Table of Contents
This chapter provides a general introduction to the use and deployment of Pazpar2.
Pazpar2 is designed to provide asynchronous, behind-the-scenes metasearching functionality to your application, exposing this functionality using a simple webservice API that can be accessed from any number of development environments. In particular, it is possible to combine Pazpar2 either with your server-side dynamic website scripting, with scripting or code running in the browser, or with any combination of the two. Pazpar2 is an excellent tool for building advanced, Ajax-based user interfaces for metasearch functionality, but it isn't a requirement -- you can choose to use Pazpar2 entirely as a backend to your regular server-side scripting. When you do use Pazpar2 in conjunction with browser scripting (JavaScript/Ajax, Flash, applets, etc.), there are special considerations.
Pazpar2 implements a simple but efficient HTTP server, and it is designed to interact directly with scripting running in the browser for the best possible performance, and to limit overhead when several browser clients generate numerous webservice requests. However, it is still desirable to use a conventional webserver, such as Apache HTTP Server, to serve up graphics, HTML documents, and server-side scripting. Because the security sandbox environment of most browser-side programming environments only allows communication with the server from which the enclosing HTML page or object originated, Pazpar2 is designed so that it can act as a transparent proxy in front of an existing webserver (see Pazpar2 conf(5) for details). In this mode, all regular HTTP requests are transparently passed through to your webserver, while Pazpar2 only intercepts search-related webservice requests.

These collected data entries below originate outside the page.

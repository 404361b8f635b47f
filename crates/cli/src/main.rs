//! AI Scrum Master CLI - Drive the dashboard backend from a terminal.
//!
//! # Usage
//!
//! ```bash
//! # List teams and their sprints
//! sm-cli teams list
//! sm-cli sprints list --team 1
//!
//! # Collect today's standup from Slack and summarise it
//! sm-cli standups collect --team 1 --channel C0123ABCD
//! sm-cli standups generate --team 1 --post-to C0123ABCD
//!
//! # Ask the assistant
//! sm-cli ai chat "Which stories are at risk this sprint?"
//!
//! # Parse a standup message locally
//! echo "Yesterday: API\nToday: tests" | sm-cli parse-standup
//! ```
//!
//! # Environment Variables
//!
//! - `SCRUM_API_URL` - Backend base URL (default `http://localhost:8000/api/v1`)
//! - `SCRUM_API_TIMEOUT_SECS` - Request timeout in seconds (default 30)
//! - `SCRUM_API_TOKEN` - Bearer token; requests are anonymous without it
//!
//! Results are written to stdout as pretty-printed JSON.

#![cfg_attr(not(test), forbid(unsafe_code))]

use clap::{Parser, Subcommand};

mod commands;

use commands::{
    agents::AgentsAction, ai::AiAction, analytics::AnalyticsAction, backlog::BacklogAction,
    jira::JiraAction, sprints::SprintsAction, standups::StandupsAction, teams::ProjectsAction,
    teams::TeamsAction,
};

#[derive(Parser)]
#[command(name = "sm-cli")]
#[command(author, version, about = "AI Scrum Master CLI")]
struct Cli {
    /// Backend base URL, overrides `SCRUM_API_URL`
    #[arg(long, global = true)]
    api_url: Option<String>,

    #[command(subcommand)]
    command: Commands,
}

#[derive(Subcommand)]
enum Commands {
    /// Teams and their members
    Teams {
        #[command(subcommand)]
        action: TeamsAction,
    },
    /// Projects
    Projects {
        #[command(subcommand)]
        action: ProjectsAction,
    },
    /// Sprints, velocity and burndown
    Sprints {
        #[command(subcommand)]
        action: SprintsAction,
    },
    /// Backlog items and AI analysis
    Backlog {
        #[command(subcommand)]
        action: BacklogAction,
    },
    /// Standup entries, summaries and Slack collection
    Standups {
        #[command(subcommand)]
        action: StandupsAction,
    },
    /// AI assistant
    Ai {
        #[command(subcommand)]
        action: AiAction,
    },
    /// Dashboard analytics
    Analytics {
        #[command(subcommand)]
        action: AnalyticsAction,
    },
    /// Multi-step agent workflows
    Agents {
        #[command(subcommand)]
        action: AgentsAction,
    },
    /// Jira sync through the backend
    Jira {
        #[command(subcommand)]
        action: JiraAction,
    },
    /// Split a standup message into sections without calling the backend
    ParseStandup {
        /// Message text; read from stdin when omitted
        message: Option<String>,
    },
}

#[tokio::main]
async fn main() {
    // Initialize tracing
    tracing_subscriber::fmt()
        .with_writer(std::io::stderr)
        .with_env_filter(
            tracing_subscriber::EnvFilter::try_from_default_env()
                .unwrap_or_else(|_| "sm_cli=info,scrum_master_client=warn".into()),
        )
        .init();

    // Load .env so SCRUM_API_* work the same as for the functions server
    dotenvy::dotenv().ok();

    let cli = Cli::parse();

    let result: Result<(), Box<dyn std::error::Error>> = run(cli).await;

    if let Err(e) = result {
        tracing::error!("Command failed: {e}");
        std::process::exit(1);
    }
}

async fn run(cli: Cli) -> Result<(), Box<dyn std::error::Error>> {
    if let Commands::ParseStandup { message } = cli.command {
        commands::parse_standup(message)?;
        return Ok(());
    }

    let api = commands::connect(cli.api_url.as_deref())?;

    match cli.command {
        Commands::Teams { action } => commands::teams::run(&api, action).await?,
        Commands::Projects { action } => commands::teams::run_projects(&api, action).await?,
        Commands::Sprints { action } => commands::sprints::run(&api, action).await?,
        Commands::Backlog { action } => commands::backlog::run(&api, action).await?,
        Commands::Standups { action } => commands::standups::run(&api, action).await?,
        Commands::Ai { action } => commands::ai::run(&api, action).await?,
        Commands::Analytics { action } => commands::analytics::run(&api, action).await?,
        Commands::Agents { action } => commands::agents::run(&api, action).await?,
        Commands::Jira { action } => commands::jira::run(&api, action).await?,
        Commands::ParseStandup { .. } => {}
    }
    Ok(())
}

#[cfg(test)]
mod tests {
    use clap::CommandFactory;

    use super::*;

    #[test]
    fn test_cli_definition_is_valid() {
        Cli::command().debug_assert();
    }

    #[test]
    fn test_parses_nested_subcommand() {
        let cli = Cli::try_parse_from(["sm-cli", "sprints", "velocity", "--team", "3"])
            .expect("parse");
        assert!(matches!(
            cli.command,
            Commands::Sprints {
                action: SprintsAction::Velocity { team: 3, count: 5 }
            }
        ));
    }

    #[test]
    fn test_schedule_standup_splits_days() {
        let cli = Cli::try_parse_from([
            "sm-cli",
            "agents",
            "schedule-standup",
            "--days",
            "monday,thursday",
        ])
        .expect("parse");
        let Commands::Agents {
            action: AgentsAction::ScheduleStandup { time, days, .. },
        } = cli.command
        else {
            panic!("expected schedule-standup");
        };
        assert_eq!(time, "09:00");
        assert_eq!(days, ["monday", "thursday"]);
    }

    #[test]
    fn test_velocity_history_rejects_out_of_range_count() {
        let result = Cli::try_parse_from([
            "sm-cli",
            "analytics",
            "velocity-history",
            "3",
            "--sprints",
            "21",
        ]);
        assert!(result.is_err());
    }
}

If you want to expose your combined service on port 80, you can either run your regular webserver on a different port, a different server, or a different IP address associated with the same server.
Pazpar2 can also work behind a reverse Proxy. Refer to Section 6, “Apache 2 Proxy” for more information. This allows your existing HTTP server to operate on port 80 as usual. Pazpar2 can be started on another (internal) port.
Sometimes, it may be necessary to implement functionality on your regular webserver that makes use of search results, for example to implement data import functionality, emailing results, history lists, personal citation lists, interlibrary loan functionality, etc. Fortunately, it is simple to exchange information between Pazpar2, your browser scripting, and backend server-side scripting. You can send a session ID and possibly a record ID from your browser code to your server code, and from there use Pazpar2's webservice API to access result sets or individual records. You could even 'hide' all of Pazpar2's functionality between your own API implemented on the server-side, and access that from the browser or elsewhere. The possibilities are just about endless.